Out by the pool, Hank breaks out illegal Cuban cigars and Walt opines on the illogic of what’s legal and what’s not. And Marie, who we saw shoplifting earlier in the season, presents Skyler with a diamond baby tiara. Marie won’t fess up to her habit, even after Skyler is almost arrested when she tries to return the stolen tiara. Marie is yet another character on the show who gets a thrill from breaking the law. Later we learn that Hank knows all about her thieving. She’s in therapy for it. According to Hank, she just needs support, a bit of a different attitude than what he normally shows lawbreakers.

For the first time in the show, maybe in his whole life, Walt is powerful. He’s somebody. He’s Heisenberg. Jesse can’t believe Walt struck a deal with Tuco. The money convinces him. Problem is, there’s not enough cold medicine in the state to supply them with the amount of pseudoephedrine they’ll need. Tuco flips when Walt shows up with only half a pound. Yet Walt promises four pounds next time. Which scene takes place in a junkyard. Walt’s sporting a new hat for the occasion, the Heisenberg hat. He looks damn sharp.

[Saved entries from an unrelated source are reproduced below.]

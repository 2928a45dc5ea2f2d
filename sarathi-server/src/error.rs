use axum::{
    http::StatusCode,
    response::{IntoResponse, Response},
    Json,
};
use sarathi_shared::ErrorBody;
use thiserror::Error;
use tracing::error;

use crate::provider::ProviderError;

/// Every failure a handler can report to the caller.
#[derive(Debug, Error)]
pub enum ServerError {
    #[error("provider request failed: {0}")]
    Provider(#[from] ProviderError),

    #[error("malformed request: {0}")]
    MalformedRequest(String),

    #[error("{0} is not configured")]
    NotConfigured(&'static str),

    #[error("{0}")]
    BadRequest(String),
}

impl ServerError {
    pub fn status(&self) -> StatusCode {
        match self {
            ServerError::BadRequest(_) => StatusCode::BAD_REQUEST,
            ServerError::Provider(_)
            | ServerError::MalformedRequest(_)
            | ServerError::NotConfigured(_) => StatusCode::INTERNAL_SERVER_ERROR,
        }
    }
}

impl IntoResponse for ServerError {
    fn into_response(self) -> Response {
        let status = self.status();
        if status.is_server_error() {
            error!(error = %self, "request failed");
        }
        let body = ErrorBody {
            error: self.to_string(),
        };
        (status, Json(body)).into_response()
    }
}
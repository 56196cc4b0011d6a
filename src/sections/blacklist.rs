//! Blacklist section - checks if password is a known common password.

use crate::blacklist::is_blacklisted;
use secrecy::{ExposeSecret, SecretString};
use super::SectionResult;

pub const BLACKLISTED_MESSAGE: &str =
    "This password is too common. Please choose a more unique one.";

/// Checks if the password is in the blacklist of common passwords.
///
/// # Returns
/// - `Some(reason)` if password is blacklisted
/// - `None` if password is not in blacklist
pub fn blacklist_section(password: &SecretString) -> SectionResult {
    if is_blacklisted(password.expose_secret()) {
        return Some(BLACKLISTED_MESSAGE.to_string());
    }
    None
}
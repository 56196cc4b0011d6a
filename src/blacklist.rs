//! Blacklist management module
//!
//! A small built-in list of common passwords is always active. Hosts can
//! extend it once at startup from a newline-separated file.

use std::collections::HashSet;
use std::path::{Path, PathBuf};
use std::sync::OnceLock;
use thiserror::Error;

/// Passwords rejected regardless of any file extension. Stored lower-case.
pub const BUILTIN_BLACKLIST: [&str; 6] = [
    "password",
    "password123",
    "123456",
    "qwerty",
    "letmein",
    "admin",
];

const DEFAULT_BLACKLIST_PATH: &str = "./assets/blacklist.txt";

static EXTRA_PASSWORDS: OnceLock<HashSet<String>> = OnceLock::new();

#[derive(Error, Debug)]
pub enum BlacklistError {
    #[error("Blacklist file not found: {0}")]
    FileNotFound(PathBuf),
    #[error("Failed to read blacklist file: {0}")]
    ReadError(#[from] std::io::Error),
    #[error("Blacklist file is empty")]
    EmptyFile,
}

/// Returns the blacklist file path.
///
/// Priority:
/// 1. Environment variable `PWD_BLACKLIST_PATH`
/// 2. Default path `./assets/blacklist.txt`
pub fn get_blacklist_path() -> PathBuf {
    std::env::var("PWD_BLACKLIST_PATH")
        .map(PathBuf::from)
        .unwrap_or_else(|_| PathBuf::from(DEFAULT_BLACKLIST_PATH))
}

/// Extends the blacklist from the file named by [`get_blacklist_path`].
///
/// # Errors
///
/// See [`init_blacklist_from_path`].
pub fn init_blacklist() -> Result<usize, BlacklistError> {
    let path = get_blacklist_path();
    init_blacklist_from_path(&path)
}

/// Extends the blacklist from a specific file path.
///
/// The extension is stored once for the life of the process. Later calls
/// return the number of entries already loaded and do not read the file.
///
/// # Errors
///
/// Returns error if:
/// - File does not exist
/// - File cannot be read
/// - File has no entries
pub fn init_blacklist_from_path<P: AsRef<Path>>(path: P) -> Result<usize, BlacklistError> {
    if let Some(existing) = EXTRA_PASSWORDS.get() {
        return Ok(existing.len());
    }

    let path = path.as_ref();
    let set = load_blacklist(path)?;

    let count = EXTRA_PASSWORDS.get_or_init(|| set).len();

    #[cfg(feature = "tracing")]
    tracing::info!("Blacklist extended: {} passwords from {:?}", count, path);

    Ok(count)
}

/// Parses a blacklist file without touching process state.
///
/// Lines are trimmed and lower-cased; blank lines are skipped.
pub fn load_blacklist<P: AsRef<Path>>(path: P) -> Result<HashSet<String>, BlacklistError> {
    let path = path.as_ref();

    if !path.exists() {
        #[cfg(feature = "tracing")]
        tracing::error!("Blacklist load FAILED: FileNotFound {:?}", path);
        return Err(BlacklistError::FileNotFound(path.to_path_buf()));
    }

    let content = std::fs::read_to_string(path)?;

    let set: HashSet<String> = content
        .lines()
        .map(|l| l.trim().to_lowercase())
        .filter(|l| !l.is_empty())
        .collect();

    if set.is_empty() {
        #[cfg(feature = "tracing")]
        tracing::error!("Blacklist load FAILED: Empty file {:?}", path);
        return Err(BlacklistError::EmptyFile);
    }

    Ok(set)
}

/// Returns the effective blacklist: built-in entries plus any loaded extension.
pub fn get_blacklist() -> HashSet<String> {
    let mut set: HashSet<String> = BUILTIN_BLACKLIST.iter().map(|s| s.to_string()).collect();
    if let Some(extra) = EXTRA_PASSWORDS.get() {
        set.extend(extra.iter().cloned());
    }
    set
}

/// Checks if a password is blacklisted (case-insensitive).
pub fn is_blacklisted(password: &str) -> bool {
    let lowered = password.to_lowercase();
    BUILTIN_BLACKLIST.contains(&lowered.as_str())
        || EXTRA_PASSWORDS
            .get()
            .is_some_and(|extra| extra.contains(&lowered))
}
//! Character variety sections - uppercase, lowercase, digits, special chars.

use crate::charset::{SPECIAL_CHARACTERS, is_special};
use secrecy::{ExposeSecret, SecretString};

use super::SectionResult;

fn require(
    password: &SecretString,
    pred: impl Fn(char) -> bool,
    suggestion: &str,
) -> SectionResult {
    if password.expose_secret().chars().any(pred) {
        None
    } else {
        Some(suggestion.to_string())
    }
}

pub fn uppercase_section(password: &SecretString) -> SectionResult {
    require(password, char::is_uppercase, "Add at least one uppercase letter.")
}

pub fn lowercase_section(password: &SecretString) -> SectionResult {
    require(password, char::is_lowercase, "Add at least one lowercase letter.")
}

/// Only ASCII `0-9` count as digits.
pub fn digit_section(password: &SecretString) -> SectionResult {
    require(
        password,
        |c| c.is_ascii_digit(),
        "Include at least one digit (0-9).",
    )
}

/// Only characters from [`SPECIAL_CHARACTERS`] count; other punctuation does not.
pub fn special_section(password: &SecretString) -> SectionResult {
    if password.expose_secret().chars().any(is_special) {
        return None;
    }
    Some(format!(
        "Include at least one special character: {}",
        SPECIAL_CHARACTERS
    ))
}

How to make four pounds of meth? Walt comes up with a chemical work-around, a new recipe. Jesse’s able to get all the ingredients but one: methylamine. But he knows a place that’s got it. Walt makes thermite from old etch-a-sketch toys to blow the lock, and they rob the place. It’s a classic Breaking Bad scene. Intense and real, yet absurdly funny too. They trap the security guard in an outhouse, and not finding any convenient gallon jugs of methylamine, slowly roll out an entire barrel of the stuff. They’re the worst crooks ever, but in the real world, that’s often not a drawback.

you fellas might want to roll that

you fellas might want to roll that

When Skyler tells Walt about Marie, he asks what she’d do if she found out Walt had done something illegal. “What would you do? Divorce me? Report me to the police?” She leans in close and says, “You don’t want to find out.” But you will, Walt.

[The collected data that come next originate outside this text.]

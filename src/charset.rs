//! Character classes shared by the evaluator and the generator.

pub const UPPERCASE: &[u8] = b"ABCDEFGHIJKLMNOPQRSTUVWXYZ";
pub const LOWERCASE: &[u8] = b"abcdefghijklmnopqrstuvwxyz";
pub const DIGITS: &[u8] = b"0123456789";

/// Characters that satisfy the special character criterion.
pub const SPECIAL_CHARACTERS: &str = "!@#$%^&*";

/// Union of every class, in the order above.
pub const ALL: &[u8] = b"ABCDEFGHIJKLMNOPQRSTUVWXYZabcdefghijklmnopqrstuvwxyz0123456789!@#$%^&*";

pub fn is_special(c: char) -> bool {
    SPECIAL_CHARACTERS.contains(c)
}

#[cfg(test)]
mod tests {
    use super::*;

    #[test]
    fn test_all_is_union_of_classes() {
        let union: Vec<u8> = UPPERCASE
            .iter()
            .chain(LOWERCASE)
            .chain(DIGITS)
            .chain(SPECIAL_CHARACTERS.as_bytes())
            .copied()
            .collect();
        assert_eq!(ALL, union.as_slice());
    }

    #[test]
    fn test_is_special() {
        assert!(SPECIAL_CHARACTERS.chars().all(is_special));
        assert_eq!(SPECIAL_CHARACTERS.len(), 8);
        assert!(!is_special('?'));
        assert!(!is_special('a'));
    }
}
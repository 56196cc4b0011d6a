//! Length section - checks password minimum length.

use secrecy::{ExposeSecret, SecretString};
use super::SectionResult;

pub const MIN_LENGTH: usize = 8;

/// Checks if the password meets the minimum length, counted in characters.
pub fn length_section(password: &SecretString) -> SectionResult {
    if password.expose_secret().chars().count() < MIN_LENGTH {
        return Some(format!(
            "Increase password length to at least {} characters.",
            MIN_LENGTH
        ));
    }
    None
}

At the meeting with Tuco, Walt presents four pounds of blue meth, blue due to the methylmine. Tuco is so happy that he beats unconscious one of his two henchmen with his fists, and drives away through the junkyard. Walt and Jesse are left with a bagful of money.

Tuco gets the first batch of blue meth

Tuco gets the first batch of blue meth

And so ends season 1. It’s a short journey Walt takes, one that presages his much longer, much more arduous journey to come. The themes of the show are all there, and the coming conflicts. It feels like an ending only in that the first stage is complete.